I’ve developed a small program that listens to a serial port. My program is receiving data. The problem is, its not displaying it in the desired format (one string). The data my program is receiving comes in two strings, for example:
ID:34242 State:NY
Zip:12345 StreetType:Ave
Its being displayed by chunks and some of the data is passed on to next lines as such:
ID:34242
State:N
Y Zip:12
345 Street
Type:Ave
I have used the SerialDataReceive Event Handler to receive my data and it looks like this:
private static void Port_DataReceived(object sender, SerialDataReceivedEventArgs e)
{
SerialPort spL = (SerialPort) sender;
int bufSize = 20;
Byte[] dataBuffer = new Byte[bufSize];
Console.WriteLine("Data Received at"+DateTime.Now);
Console.WriteLine(spL.Read(dataBuffer, 0, bufSize));
string s = System.Text.ASCIIEncoding.ASCII.GetString(dataBuffer);
Console.WriteLine(s);
}
As you can see, I retrieve the bytes into the buffer, create a byte array to hold the data and use ASCII encoding to translate the bytes into a string. I tried using ReadLine() but my data doesn’t event get displayed with that function. Does anyone know of any other way to parse and format the data into one string?

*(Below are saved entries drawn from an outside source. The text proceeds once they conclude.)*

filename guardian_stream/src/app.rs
use crate::{
    capture::{
        CaptureBackend, CaptureSession, DeviceDescriptor, DeviceRegistry, Resolution,
        SyntheticBackend,
    },
    config::{CaptureBackendKind, CaptureConfig, Config},
    guard::{LeaveConfirmation, Navigation},
    render::load_font,
    server::{HttpServer, SharedState},
    session::{MonitoringSession, NavigationOutcome, SessionSettings},
    settings::SettingsSync,
    telemetry::Metrics,
};
use std::{future::Future, sync::Arc, time::Duration};
use tokio::{
    signal,
    sync::broadcast,
    time::sleep,
};

pub async fn start_app(config: Config) -> anyhow::Result<()> {
    let metrics = Arc::new(Metrics::new()?);

    let backend = build_backend(&config.capture)?;
    let registry = Arc::new(DeviceRegistry::new(backend.clone()));
    if let Some(device_id) = &config.capture.device_id {
        registry.select(device_id.clone());
    }

    let capture = Arc::new(CaptureSession::new(
        backend,
        Resolution::new(config.capture.width, config.capture.height),
    ));
    let session = Arc::new(MonitoringSession::new(
        capture,
        SessionSettings::from_config(&config),
        metrics.clone(),
    ));
    let settings = Arc::new(SettingsSync::new(&config.backend.get_settings_url())?);

    let state = SharedState {
        session: session.clone(),
        registry: registry.clone(),
        settings: settings.clone(),
        metrics,
        font: load_font(config.overlay.font_path.as_deref()),
        preview_delay_ms: config.overlay.get_preview_delay_ms(),
        preview_quality: config.streaming.get_encoder_quality(),
    };
    let server = HttpServer::new(state, &config.server.get_address()).await?;

    let (shutdown_tx, _) = broadcast::channel(1);
    let server_handle = server.run(shutdown_tx.subscribe()).await?;

    match registry.list().await {
        Ok(_) => match registry.selected() {
            Some(device_id) => {
                if let Err(e) = session.start(&device_id).await {
                    tracing::error!("Failed to start monitoring {}: {}", device_id, e);
                }
            }
            None => tracing::warn!("No capture devices found"),
        },
        Err(e) => tracing::error!("Failed to list capture devices: {}", e),
    }

    match settings.fetch_settings().await {
        Ok(current) => tracing::info!("Pose model settings: {:?}", current),
        Err(e) => tracing::warn!("Pose model settings unavailable: {}", e),
    }

    wait_for_leave(&session, config.guard.get_confirm_window()).await;
    tracing::info!("Leaving, starting graceful shutdown.");

    session.shutdown();
    let _ = shutdown_tx.send(());
    let _ = server_handle.await;

    Ok(())
}

fn build_backend(config: &CaptureConfig) -> anyhow::Result<Arc<dyn CaptureBackend>> {
    match config.backend {
        CaptureBackendKind::Synthetic => {
            let devices = config
                .synthetic_devices
                .iter()
                .map(|device| DeviceDescriptor::new(&device.id, &device.label))
                .collect();
            Ok(Arc::new(SyntheticBackend::new(devices)))
        }
        #[cfg(feature = "opencv")]
        CaptureBackendKind::Opencv => Ok(Arc::new(crate::capture::OpenCvBackend::new(
            config.scan_limit,
        ))),
        #[cfg(not(feature = "opencv"))]
        CaptureBackendKind::Opencv => {
            anyhow::bail!("The opencv capture backend requires the `opencv` feature")
        }
    }
}

/// Confirms a host-level leave with a second Ctrl+C inside the window.
struct SignalConfirmation {
    window: Duration,
}

impl LeaveConfirmation for SignalConfirmation {
    fn confirm_leave(&self, navigation: &Navigation) -> impl Future<Output = bool> + Send {
        let window = self.window;
        tracing::warn!(
            "Monitoring is active ({:?}). Press Ctrl+C again within {}s to stop.",
            navigation,
            window.as_secs()
        );
        async move {
            tokio::select! {
                result = signal::ctrl_c() => result.is_ok(),
                _ = terminate() => true,
                _ = sleep(window) => {
                    tracing::info!("Leave not confirmed, monitoring continues");
                    false
                }
            }
        }
    }
}

async fn wait_for_leave(session: &MonitoringSession, window: Duration) {
    let confirmation = SignalConfirmation { window };
    loop {
        tokio::select! {
            result = signal::ctrl_c() => {
                if let Err(e) = result {
                    tracing::error!("Failed to listen for Ctrl+C: {}", e);
                    return;
                }
                match session.navigate(Navigation::Close, &confirmation).await {
                    Ok(NavigationOutcome::Proceed(_)) => return,
                    Ok(_) => continue,
                    Err(e) => {
                        tracing::error!("Leave request failed: {}", e);
                        return;
                    }
                }
            }
            _ = terminate() => {
                tracing::info!("Terminate signal received");
                // The host has already decided; record the leave as confirmed.
                if session.is_armed() && session.begin_navigation(Navigation::Close).is_ok() {
                    let _ = session.resolve_navigation(true);
                }
                return;
            }
        }
    }
}

async fn terminate() {
    match signal::unix::signal(signal::unix::SignalKind::terminate()) {
        Ok(mut stream) => {
            stream.recv().await;
        }
        Err(e) => {
            tracing::error!("Failed to install terminate handler: {}", e);
            std::future::pending::<()>().await;
        }
    }
}
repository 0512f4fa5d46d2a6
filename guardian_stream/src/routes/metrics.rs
use crate::server::SharedState;
use axum::{
    extract::State,
    http::StatusCode,
    response::{IntoResponse, Response},
};
use prometheus::{Encoder, TextEncoder};

pub async fn metrics_handler(State(state): State<SharedState>) -> Response {
    let metric_families = state.metrics.registry.gather();

    let mut buffer = Vec::new();
    let encoder = TextEncoder::new();
    if let Err(e) = encoder.encode(&metric_families, &mut buffer) {
        tracing::error!("Failed to encode metrics: {}", e);
        return StatusCode::INTERNAL_SERVER_ERROR.into_response();
    }

    match String::from_utf8(buffer) {
        Ok(body) => body.into_response(),
        Err(e) => {
            tracing::error!("Metrics are not valid UTF-8: {}", e);
            StatusCode::INTERNAL_SERVER_ERROR.into_response()
        }
    }
}
#[cfg(test)]
mod tests {
    use super::*;
    use axum::{
        extract::ws::{Message as WsMessage, WebSocket, WebSocketUpgrade},
        routing::get,
        Router,
    };
    use std::{
        future::Future,
        sync::atomic::AtomicUsize,
        time::Duration,
    };
    use tokio::{net::TcpListener, time::timeout};

    async fn spawn_backend<F, Fut>(handler: F) -> String
    where
        F: Fn(WebSocket) -> Fut + Clone + Send + Sync + 'static,
        Fut: Future<Output = ()> + Send + 'static,
    {
        let app = Router::new().route(
            "/security/ws",
            get(move |ws: WebSocketUpgrade| {
                let handler = handler.clone();
                async move { ws.on_upgrade(handler) }
            }),
        );
        let listener = TcpListener::bind("127.0.0.1:0").await.unwrap();
        let addr = listener.local_addr().unwrap();
        tokio::spawn(async move {
            axum::serve(listener, app).await.unwrap();
        });
        format!("ws://{}/security/ws", addr)
    }

    fn channel() -> (TransportChannel, mpsc::UnboundedReceiver<ChannelEvent>) {
        let (tx, rx) = mpsc::unbounded_channel();
        let metrics = Arc::new(Metrics::new().unwrap());
        (TransportChannel::new(tx, metrics), rx)
    }

    async fn next_event(rx: &mut mpsc::UnboundedReceiver<ChannelEvent>) -> ChannelEvent {
        timeout(Duration::from_secs(2), rx.recv())
            .await
            .expect("timed out waiting for channel event")
            .expect("event stream ended")
    }

    #[tokio::test]
    async fn test_malformed_payload_is_dropped() {
        let url = spawn_backend(|mut socket: WebSocket| async move {
            let _ = socket.send(WsMessage::Text("{not json".into())).await;
            let _ = socket
                .send(WsMessage::Text(
                    r#"{"predictions":[{"box":[0,0,10,10],"label":"person","score":0.95}],"alerts":[]}"#.into(),
                ))
                .await;
            let _ = socket.close().await;
        })
        .await;
        let (channel, mut rx) = channel();

        channel.open(&url).await.unwrap();

        assert!(matches!(next_event(&mut rx).await, ChannelEvent::Opened));
        match next_event(&mut rx).await {
            ChannelEvent::Message(message) => {
                assert_eq!(message.predictions.len(), 1);
                assert_eq!(message.predictions[0].label, "person");
            }
            other => panic!("unexpected event {:?}", other),
        }
        assert!(matches!(next_event(&mut rx).await, ChannelEvent::Closed));
        assert_eq!(channel.state(), ChannelState::Closed);
    }

    #[tokio::test]
    async fn test_second_send_is_refused_while_in_flight() {
        let url = spawn_backend(|mut socket: WebSocket| async move {
            while let Some(Ok(_)) = socket.recv().await {}
        })
        .await;
        let (channel, mut rx) = channel();
        channel.open(&url).await.unwrap();
        assert!(matches!(next_event(&mut rx).await, ChannelEvent::Opened));

        let completion = channel.send_binary(Bytes::from_static(b"jpeg")).unwrap();
        assert!(matches!(
            channel.send_binary(Bytes::from_static(b"jpeg")),
            Err(ChannelError::Busy)
        ));

        completion.wait().await.unwrap();
        assert!(!channel.is_sending());
        assert!(channel.send_binary(Bytes::from_static(b"jpeg")).is_ok());
    }

    #[tokio::test]
    async fn test_close_twice_sends_one_close_frame() {
        let close_frames = Arc::new(AtomicUsize::new(0));
        let seen = close_frames.clone();
        let url = spawn_backend(move |mut socket: WebSocket| {
            let seen = seen.clone();
            async move {
                while let Some(Ok(message)) = socket.recv().await {
                    if let WsMessage::Close(_) = message {
                        seen.fetch_add(1, Ordering::SeqCst);
                    }
                }
            }
        })
        .await;
        let (channel, mut rx) = channel();
        channel.open(&url).await.unwrap();
        assert!(matches!(next_event(&mut rx).await, ChannelEvent::Opened));

        channel.close();
        channel.close();

        assert!(matches!(next_event(&mut rx).await, ChannelEvent::Closed));
        assert_eq!(close_frames.load(Ordering::SeqCst), 1);
        assert_eq!(channel.state(), ChannelState::Closed);

        channel.close();
        assert_eq!(channel.state(), ChannelState::Closed);
    }

    #[tokio::test]
    async fn test_connect_failure_reports_error_then_close() {
        let listener = TcpListener::bind("127.0.0.1:0").await.unwrap();
        let addr = listener.local_addr().unwrap();
        drop(listener);
        let (channel, mut rx) = channel();

        let result = channel.open(&format!("ws://{}/security/ws", addr)).await;

        assert!(matches!(result, Err(ChannelError::ConnectFailed { .. })));
        assert!(matches!(next_event(&mut rx).await, ChannelEvent::Errored(_)));
        assert!(matches!(next_event(&mut rx).await, ChannelEvent::Closed));
        assert_eq!(channel.state(), ChannelState::Errored);
        assert!(matches!(
            channel.send_binary(Bytes::new()),
            Err(ChannelError::NotOpen)
        ));
    }

    #[tokio::test]
    async fn test_unanswered_close_still_ends_closed() {
        let url = spawn_backend(|socket: WebSocket| async move {
            // Hold the socket without ever reading the close frame.
            tokio::time::sleep(Duration::from_secs(5)).await;
            drop(socket);
        })
        .await;
        let (channel, mut rx) = channel();
        let channel = channel.with_close_timeout(Duration::from_millis(150));
        channel.open(&url).await.unwrap();
        assert!(matches!(next_event(&mut rx).await, ChannelEvent::Opened));

        channel.close();
        assert_eq!(channel.state(), ChannelState::Closing);

        assert!(matches!(next_event(&mut rx).await, ChannelEvent::Closed));
        assert_eq!(channel.state(), ChannelState::Closed);
    }

    #[tokio::test]
    async fn test_dropping_open_channel_emits_closed() {
        let url = spawn_backend(|mut socket: WebSocket| async move {
            while let Some(Ok(_)) = socket.recv().await {}
        })
        .await;
        let (channel, mut rx) = channel();
        channel.open(&url).await.unwrap();
        assert!(matches!(next_event(&mut rx).await, ChannelEvent::Opened));

        drop(channel);

        assert!(matches!(next_event(&mut rx).await, ChannelEvent::Closed));
    }

    #[tokio::test]
    async fn test_close_during_slow_handshake_cancels_promptly() {
        let app = Router::new().route(
            "/security/ws",
            get(|ws: WebSocketUpgrade| async move {
                tokio::time::sleep(Duration::from_secs(3)).await;
                ws.on_upgrade(|_socket: WebSocket| async {})
            }),
        );
        let listener = TcpListener::bind("127.0.0.1:0").await.unwrap();
        let addr = listener.local_addr().unwrap();
        tokio::spawn(async move {
            axum::serve(listener, app).await.unwrap();
        });
        let (channel, mut rx) = channel();
        let channel = Arc::new(channel);

        let opening = {
            let channel = channel.clone();
            let url = format!("ws://{}/security/ws", addr);
            tokio::spawn(async move { channel.open(&url).await })
        };
        while channel.state() != ChannelState::Connecting {
            tokio::task::yield_now().await;
        }
        channel.close();

        let result = timeout(Duration::from_millis(500), opening)
            .await
            .expect("open did not return after close")
            .unwrap();
        assert!(matches!(result, Err(ChannelError::Cancelled)));
        assert!(matches!(next_event(&mut rx).await, ChannelEvent::Closed));
        assert_eq!(channel.state(), ChannelState::Closed);
    }

    #[tokio::test]
    async fn test_channel_is_single_use() {
        let (channel, _rx) = channel();
        channel.close();
        assert_eq!(channel.state(), ChannelState::Idle);
        assert!(matches!(
            channel.send_binary(Bytes::new()),
            Err(ChannelError::NotOpen)
        ));
    }
}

The problem is, as you may have guessed, that the event DataReceived is raised as soon as data has been received over the serial port. There may not be a complete record there; the SerialPort object has no clue what you consider to be “enough” data to be significant, or workable.
The usual solution is to maintain another “buffer” of received data, containing any data you have recognized as incomplete. When data comes in over the port and your event fires, it should first take what’s in the buffer and append it to what you have already received. Then, you should start at the beginning of this data buffer and inspect the received data, looking for known patterns of atomic “chunks” of data that have meaning to you; for instance, say the first thing you receive is
"ID: 12". You take this, put it in the buffer, then scan the buffer looking for a pattern defined by a regex"ID: \d*? ". Because the trailing space is not present in your buffer, your pattern fails to find anything of meaning, and so you now know you haven’t received a full message.Then, on the next raising of the DataReceived event, you pull
"453 Sta"out of the serial buffer. You append it to what you already have and get"ID:12453 Sta", and when you apply the regex, you get the match “ID: 12345 “. You pass this into a method for further processing (display to the console, maybe), and remove the same string from the front of the buffer, leaving “Sta”. Scanning again you don’t find anything else of interest, so you leave what you have, and the cycle repeats aws data continues to come in. Obviously, you’ll be testing more patterns than just the ID pattern; you may search for an entire “string” you expect to receive, such as"ID: \d*? State: \w{2} ". You may even keep the data in your buffer until you have both strings for a record:"ID:\d*? State:\w{2} Zip:\d{5} StreetType:\w*? ".Either way, you will need to identify whether the data being received is either reliably “fixed-length” (meaning each string of a particular type will always have the same number of bytes or characters), or reliably “delimited” (meaning there will be some character or character combination that always separates significant elements of data). If neither of these apply, it may be very difficult to parse the data into single-field chunks.